Gottlieb pointed out that Ethics "is a work with many still-unresolved obscurities, a forbidding mathematical structure modeled on Euclid's geometry and a technical vocabulary derived in part from medieval scholasticism." Gottlieb noted that Spinoza's earlier Tractatus Theologico-Politicus, perhaps the first major work of modern biblical criticism, which was published anonymously during Spinoza's lifetime, is, on the other hand, easily understood. Gottlieb called it "one of the finest defenses of freedom of thought and a neglected masterpiece. It is certainly the first work of Spinoza's to which readers who have been introduced to him by this engaging biography should turn."

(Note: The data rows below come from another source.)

use crate::{
    application::boundary_coordinator::release_registrations,
    application::execution_loop::{ActivityRef, ExecutionContext, OutboundEffect, StartWorkflowRequest},
    domain::events::DomainEvent,
    domain::process_definition::{ActivityId, SequenceFlowId},
    domain::repository::{Collaborators, MessageSubscription, SignalSubscription, VersionedInstance},
    domain::workflow_instance::{ActivityInstanceId, Subscription, WorkflowInstance, WorkflowInstanceId, WorkflowStage},
    types::Variables,
    ActivityError, CoreError, EngineConfig,
};
use async_trait::async_trait;
use serde::{Deserialize, Serialize};
use std::sync::Arc;
use tracing::{debug, info, warn};

/// An external event addressed to one workflow instance
#[derive(Debug, Clone, PartialEq, Serialize, Deserialize)]
pub enum Trigger {
    /// A waiting task finished
    CompleteActivity {
        /// Task to complete
        activity: ActivityRef,
        /// Variables written into the task's scope
        variables: Variables,
    },
    /// An executing activity failed
    FailActivity {
        /// Activity to fail
        activity: ActivityRef,
        /// Domain error
        error: ActivityError,
    },
    /// A timer came due
    FireTimer {
        /// Timer key
        key: String,
    },
    /// A correlated message arrived
    DeliverMessage {
        /// Subscription taken from the message registry
        subscription: MessageSubscription,
        /// Message payload
        variables: Variables,
    },
    /// A broadcast signal reached this subscriber
    DeliverSignal {
        /// Subscription taken from the signal registry
        subscription: SignalSubscription,
        /// Signal payload
        variables: Variables,
    },
    /// One gateway condition was evaluated
    ConditionResult {
        /// Gateway activity instance
        gateway_instance_id: ActivityInstanceId,
        /// Evaluated flow
        flow_id: SequenceFlowId,
        /// Outcome
        result: bool,
    },
    /// A child workflow completed
    ChildCompleted {
        /// Waiting call activity
        activity_instance_id: ActivityInstanceId,
        /// The child
        child_id: WorkflowInstanceId,
        /// Child root scope variables
        variables: Variables,
    },
    /// A child workflow failed
    ChildFailed {
        /// Waiting call activity
        activity_instance_id: ActivityInstanceId,
        /// The child
        child_id: WorkflowInstanceId,
        /// Unhandled child failure
        error: ActivityError,
    },
}

impl Trigger {
    /// Short name for logging
    pub fn name(&self) -> &'static str {
        match self {
            Trigger::CompleteActivity { .. } => "complete_activity",
            Trigger::FailActivity { .. } => "fail_activity",
            Trigger::FireTimer { .. } => "fire_timer",
            Trigger::DeliverMessage { .. } => "deliver_message",
            Trigger::DeliverSignal { .. } => "deliver_signal",
            Trigger::ConditionResult { .. } => "condition_result",
            Trigger::ChildCompleted { .. } => "child_completed",
            Trigger::ChildFailed { .. } => "child_failed",
        }
    }
}

/// What processing one trigger did
#[derive(Debug, Clone, PartialEq)]
pub struct TriggerOutcome {
    /// The instance
    pub instance_id: WorkflowInstanceId,
    /// Stage after processing
    pub stage: WorkflowStage,
    /// False when the trigger was stale or a duplicate and changed nothing
    pub applied: bool,
    /// Work for other instances
    pub effects: Vec<OutboundEffect>,
}

impl TriggerOutcome {
    fn ignored(instance: &WorkflowInstance) -> Self {
        Self {
            instance_id: instance.id.clone(),
            stage: instance.stage,
            applied: false,
            effects: Vec::new(),
        }
    }
}

/// Handler for domain events
#[async_trait]
pub trait DomainEventHandler: Send + Sync {
    /// Handle a domain event
    async fn handle_event(&self, event: Box<dyn DomainEvent>) -> Result<(), CoreError>;
}

/// Event handler that only traces events
#[derive(Debug, Default, Clone, Copy)]
pub struct LoggingEventHandler;

#[async_trait]
impl DomainEventHandler for LoggingEventHandler {
    async fn handle_event(&self, event: Box<dyn DomainEvent>) -> Result<(), CoreError> {
        debug!(
            event_type = event.event_type(),
            instance_id = %event.workflow_instance_id(),
            "Domain event"
        );
        Ok(())
    }
}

Shofar's Willi Goetschel wrote that "recognizing the challenge of reconstructing his life as the task to grasp the productive dynamics of a complicated existence of an independent recluse and philosopher at the interface of Jewish and Dutch sensitivities, Nadler moves towards an appreciation of Spinoza beyond a historical flatness and mythical profundity—a Spinoza who is finally granted his own particularity at the threshold to modernity."
Nadler has frequently written about French philosopher Nicolas Malebranche (1638-1715), whose "lengthy discussions of the laws of grace, his emotionally over-the-top style, and his hyper-metaphysical participation doctrines won him few readers," wrote Catherine Wilson in Philosophical Review. Nadler's The Cambridge Companion to Malebranche is the first collection of articles on Malebranche to be published in English. Wilson said that Nadler "is to be thanked for assembling, and in some cases translating, this set of papers by well-known historians."

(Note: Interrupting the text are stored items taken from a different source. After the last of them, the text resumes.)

use crate::CoreError;
use serde_json::Value;
use std::collections::BTreeMap;

/// Variables held by a scope or passed across the engine boundary.
///
/// Ordered so that snapshots serialize deterministically.
pub type Variables = BTreeMap<String, Value>;

/// Build a variable map from a JSON object.
///
/// Non-object values produce an empty map.
pub fn variables_from_json(value: Value) -> Variables {
    match value {
        Value::Object(map) => map.into_iter().collect(),
        _ => Variables::new(),
    }
}

/// Convert a variable map into a JSON object.
pub fn variables_to_json(variables: &Variables) -> Value {
    Value::Object(
        variables
            .iter()
            .map(|(k, v)| (k.clone(), v.clone()))
            .collect(),
    )
}

/// Evaluate a JMESPath expression against a variable map.
pub fn search_variables(expression: &str, variables: &Variables) -> Result<Value, CoreError> {
    let compiled = jmespath::compile(expression).map_err(|e| {
        CoreError::ExpressionError(format!("Invalid expression '{}': {}", expression, e))
    })?;
    let context = variables_to_json(variables);
    let result = compiled.search(&context).map_err(|e| {
        CoreError::ExpressionError(format!("Failed to evaluate '{}': {}", expression, e))
    })?;
    Ok(serde_json::to_value(&*result)?)
}

/// Render a variable value as a correlation key.
///
/// Strings are used verbatim; every other value uses its JSON text.
pub fn value_as_key(value: &Value) -> String {
    match value {
        Value::String(s) => s.clone(),
        other => other.to_string(),
    }
}

/// JMESPath-style truthiness used for condition results.
pub fn is_truthy(value: &Value) -> bool {
    match value {
        Value::Null => false,
        Value::Bool(b) => *b,
        Value::String(s) => !s.is_empty(),
        Value::Array(a) => !a.is_empty(),
        Value::Object(o) => !o.is_empty(),
        Value::Number(_) => true,
    }
}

Rembrandt's Jews is Nadler's study of the Baroque artist Rembrandt van Rijn (1606-1669), who it is said had a particular affection for the Jewish people, as reflected by his many Jewish subjects and depictions of stories from the Hebrew bible. What Nadler shows is that Jewish culture also inspired other artists, including Jacob van Ruisdael and Emmanuel de Witte. Nadler provides a glimpse into seventeenth-century Amsterdam, as well as the modern city, which he has visited to conduct his research. "What is illuminated by this book, owing to a remarkable feat of historical imagination, is Amsterdam's Jewish society," noted Frances Spalding in a review for Independent Enjoyment online. "Nadler is a sympathetic guide to its development, as it takes root and becomes woven into the city's cultural life and material boom." Jews of the period, including those who had fled from Germany, Eastern Europe, and the Inquisition led peaceful lives within Dutch society, which held to a "live and let live" attitude, and which itself had only recently escaped from Spanish Catholic rule.

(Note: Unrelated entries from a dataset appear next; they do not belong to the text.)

//! Exclusive, parallel and event-based gateway scenarios

use serde_json::json;
use tideflow_core::{
    ActivityDefinition, CoreError, OutboundEffect, ProcessDefinition, ProcessId, ScopeDefinition, SequenceFlow,
    StartWorkflowRequest, TimerDefinition, WorkflowInstanceId, WorkflowStage,
};
use tideflow_state_inmemory::InMemoryStateStoreProvider;
use tideflow_tests::{completed_count, executing, service, vars, was_cancelled, was_reached, Harness};

fn approval(with_default: bool) -> ProcessDefinition {
    let low = SequenceFlow::new("to_low", "decide", "low");
    let low = if with_default {
        low.as_default()
    } else {
        low.with_condition("x < `0`")
    };
    ProcessDefinition::new(
        "approval",
        "Approval",
        ScopeDefinition::new()
            .with_activity(ActivityDefinition::start_event("start"))
            .with_activity(ActivityDefinition::exclusive_gateway("decide"))
            .with_activity(ActivityDefinition::end_event("high"))
            .with_activity(ActivityDefinition::end_event("low"))
            .with_flow(SequenceFlow::new("f1", "start", "decide"))
            .with_flow(SequenceFlow::new("to_high", "decide", "high").with_condition("x > y"))
            .with_flow(low),
    )
}

fn review_then_route() -> ProcessDefinition {
    ProcessDefinition::new(
        "routing",
        "Review then route",
        ScopeDefinition::new()
            .with_activity(ActivityDefinition::start_event("start"))
            .with_activity(ActivityDefinition::task("task"))
            .with_activity(ActivityDefinition::exclusive_gateway("route"))
            .with_activity(ActivityDefinition::end_event("end1"))
            .with_activity(ActivityDefinition::end_event("end2"))
            .with_flow(SequenceFlow::new("f1", "start", "task"))
            .with_flow(SequenceFlow::new("f2", "task", "route"))
            .with_flow(SequenceFlow::new("f3", "route", "end1").with_condition("x > y"))
            .with_flow(SequenceFlow::new("f4", "route", "end2").as_default()),
    )
}

fn fork_join() -> ProcessDefinition {
    ProcessDefinition::new(
        "fork-join",
        "Fork and join",
        ScopeDefinition::new()
            .with_activity(ActivityDefinition::start_event("start"))
            .with_activity(ActivityDefinition::parallel_gateway("fork"))
            .with_activity(ActivityDefinition::task("pack"))
            .with_activity(ActivityDefinition::task("bill"))
            .with_activity(ActivityDefinition::parallel_gateway("join"))
            .with_activity(ActivityDefinition::end_event("end"))
            .with_flow(SequenceFlow::new("f1", "start", "fork"))
            .with_flow(SequenceFlow::new("f2", "fork", "pack"))
            .with_flow(SequenceFlow::new("f3", "fork", "bill"))
            .with_flow(SequenceFlow::new("f4", "pack", "join"))
            .with_flow(SequenceFlow::new("f5", "bill", "join"))
            .with_flow(SequenceFlow::new("f6", "join", "end")),
    )
}

fn payment_race() -> ProcessDefinition {
    ProcessDefinition::new(
        "payment-race",
        "Payment or timeout",
        ScopeDefinition::new()
            .with_activity(ActivityDefinition::start_event("start"))
            .with_activity(ActivityDefinition::event_based_gateway("race"))
            .with_activity(ActivityDefinition::message_catch("paid", "paymentReceived"))
            .with_activity(ActivityDefinition::timer_catch(
                "expired",
                TimerDefinition::parse("PT1H").expect("valid duration"),
            ))
            .with_activity(ActivityDefinition::end_event("done"))
            .with_activity(ActivityDefinition::end_event("cancelled"))
            .with_flow(SequenceFlow::new("f1", "start", "race"))
            .with_flow(SequenceFlow::new("f2", "race", "paid"))
            .with_flow(SequenceFlow::new("f3", "race", "expired"))
            .with_flow(SequenceFlow::new("f4", "paid", "done"))
            .with_flow(SequenceFlow::new("f5", "expired", "cancelled")),
    )
}

#[tokio::test]
async fn test_exclusive_gateway_falls_back_to_default_flow() -> anyhow::Result<()> {
    let harness = Harness::new(vec![approval(true)]).await?;

    let id = harness
        .runtime
        .start_workflow(&ProcessId::from("approval"), vars(json!({"x": 5, "y": 6})))
        .await?;
    let instance = harness.wait_for_stage(&id, WorkflowStage::Completed).await?;

    assert_eq!(completed_count(&instance, "low"), 1);
    assert!(!was_reached(&instance, "high"));
    assert_eq!(harness.events.counts().started, 1);
    Ok(())
}

#[tokio::test]
async fn test_task_then_gateway_reaches_single_end() -> anyhow::Result<()> {
    let harness = Harness::new(vec![review_then_route()]).await?;
    let id = harness
        .runtime
        .start_workflow(&ProcessId::from("routing"), vars(json!({"x": 5, "y": 6})))
        .await?;
    harness.wait_for_executing(&id, "task").await?;

    harness
        .runtime
        .complete_activity(&id, &"task".into(), vars(json!({})))
        .await?;
    let instance = harness.wait_for_stage(&id, WorkflowStage::Completed).await?;

    assert_eq!(completed_count(&instance, "end2"), 1);
    assert!(!was_reached(&instance, "end1"));
    assert!(!instance.has_active_entries());
    Ok(())
}

#[tokio::test]
async fn test_exclusive_gateway_takes_matching_condition() -> anyhow::Result<()> {
    let harness = Harness::new(vec![approval(true)]).await?;

    let id = harness
        .runtime
        .start_workflow(&ProcessId::from("approval"), vars(json!({"x": 7, "y": 6})))
        .await?;
    let instance = harness.wait_for_stage(&id, WorkflowStage::Completed).await?;

    assert_eq!(completed_count(&instance, "high"), 1);
    assert!(!was_reached(&instance, "low"));
    Ok(())
}

#[tokio::test]
async fn test_exclusive_gateway_without_match_or_default_is_rejected() -> anyhow::Result<()> {
    let provider = InMemoryStateStoreProvider::new();
    provider.deploy(approval(false)).await?;
    let service = service(&provider);
    let id = WorkflowInstanceId::from("wf-1");

    let outcome = service
        .start_workflow(StartWorkflowRequest {
            instance_id: id.clone(),
            process_id: ProcessId::from("approval"),
            variables: vars(json!({"x": 5, "y": 6})),
            parent: None,
        })
        .await?;
    let requests: Vec<_> = outcome
        .effects
        .into_iter()
        .filter_map(|effect| match effect {
            OutboundEffect::EvaluateCondition(request) => Some(request),
            _ => None,
        })
        .collect();
    assert_eq!(requests.len(), 2);

    let first = service
        .set_condition_result(&id, &requests[0].gateway_instance_id, &requests[0].flow_id, false)
        .await?;
    assert!(first.applied);
    assert_eq!(first.stage, WorkflowStage::Running);

    let second = service
        .set_condition_result(&id, &requests[1].gateway_instance_id, &requests[1].flow_id, false)
        .await;
    assert!(matches!(second, Err(CoreError::ConfigurationError(_))));

    // the rejected trigger left the stored snapshot untouched
    let stored = service.get_instance(&id).await?.expect("stored");
    assert_eq!(executing(&stored, "decide").len(), 1);
    Ok(())
}

#[tokio::test]
async fn test_parallel_join_waits_for_every_branch() -> anyhow::Result<()> {
    let harness = Harness::new(vec![fork_join()]).await?;
    let id = harness
        .runtime
        .start_workflow(&ProcessId::from("fork-join"), vars(json!({})))
        .await?;

    let instance = harness.instance(&id).await?;
    assert_eq!(executing(&instance, "pack").len(), 1);
    assert_eq!(executing(&instance, "bill").len(), 1);

    harness
        .runtime
        .complete_activity(&id, &"pack".into(), vars(json!({"parcel": "p-1"})))
        .await?;
    let instance = harness.instance(&id).await?;
    assert_eq!(instance.stage, WorkflowStage::Running);
    assert_eq!(completed_count(&instance, "join"), 0);

    harness
        .runtime
        .complete_activity(&id, &"bill".into(), vars(json!({"invoice": "i-1"})))
        .await?;
    let instance = harness.wait_for_stage(&id, WorkflowStage::Completed).await?;

    assert_eq!(completed_count(&instance, "join"), 1);
    assert_eq!(completed_count(&instance, "end"), 1);
    Ok(())
}

#[tokio::test]
async fn test_parallel_branches_write_isolated_scopes() -> anyhow::Result<()> {
    let harness = Harness::new(vec![fork_join()]).await?;
    let id = harness
        .runtime
        .start_workflow(&ProcessId::from("fork-join"), vars(json!({"status": "new"})))
        .await?;

    harness
        .runtime
        .complete_activity(&id, &"pack".into(), vars(json!({"status": "packed"})))
        .await?;

    let instance = harness.instance(&id).await?;
    let bill = executing(&instance, "bill");
    let bill_entry = instance.entry(&bill[0]).expect("bill entry");
    assert_eq!(
        instance.variable(&bill_entry.activity.variable_scope_id, "status"),
        Some(&json!("new"))
    );
    Ok(())
}

#[tokio::test]
async fn test_event_gateway_message_beats_timer() -> anyhow::Result<()> {
    let harness = Harness::new(vec![payment_race()]).await?;
    let id = harness
        .runtime
        .start_workflow(&ProcessId::from("payment-race"), vars(json!({})))
        .await?;

    let instance = harness.instance(&id).await?;
    assert_eq!(executing(&instance, "paid").len(), 1);
    assert_eq!(executing(&instance, "expired").len(), 1);
    assert_eq!(harness.provider.timers().active_timers().len(), 1);

    // without a declared correlation key the instance id correlates
    let consumed = harness
        .runtime
        .deliver_message("paymentReceived", &id.0, vars(json!({"amount": 40})))
        .await?;
    assert!(consumed);

    let instance = harness.wait_for_stage(&id, WorkflowStage::Completed).await?;
    assert_eq!(completed_count(&instance, "done"), 1);
    assert!(was_cancelled(&instance, "expired"));
    assert!(!was_reached(&instance, "cancelled"));
    assert!(harness.provider.timers().active_timers().is_empty());
    Ok(())
}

Forward writer Toby Appleton Perl noted that "Calvinism always had a doctrinal soft spot for the monotheistic, idol-smashing Jews, and believed that engaging them in a dialogue would ease their conversion and hasten the Second Coming. Despite grumbling from some quarters, the prevailing inclination was to tolerate these refugees, and even to grant them liberal, though circumscribed, rights." Perl wrote that the book "is a far-ranging analysis not only of the community itself, but of the complex theological attitude of Dutch Christians toward the Jews living in their midst, as viewed through the lens of the country's native artists."
BIOGRAPHICAL AND CRITICAL SOURCES:
PERIODICALS
Booklist, February 15, 1999, Michael Spinella, review of Spinoza: A Life, p. 1005; November 1, 2003, Donna Seaman, review of Rembrandt's Jews, p. 471.
Journal of Ecclesiastical History, April, 2001, R. M. Silverman, review of Spinoza, p. 384.
New York Times Book Review, July 18, 1999, Anthony Gottlieb, review of Spinoza, p. 20.
Philosophical Review, January, 2002, Catherine Wilson, review of The Cambridge Companion to Malebranche, p. 108.
Religious Studies, September, 2001, Martin Stone, review of The Cambridge Companion to Malebranche, p. 369.
Review of Metaphysics, September, 1994, Donald Felipe, review of Causation in Early Modern Philosophy: Cartesianism, Occasionalism, and Preestablished Harmony, p. 156.
Shofar, fall, 2001, Willi Goetschel, review of Spinoza, p. 138.
ONLINE
Forward,http://www.forward.com/ (January 30, 2004), Toby Appleton Perl, review of Rembrandt's Jews.
Independent Enjoyment,http://enjoyment.independent.co.uk/ (January 21, 2004), Frances Spalding, review of Rembrandt's Jews.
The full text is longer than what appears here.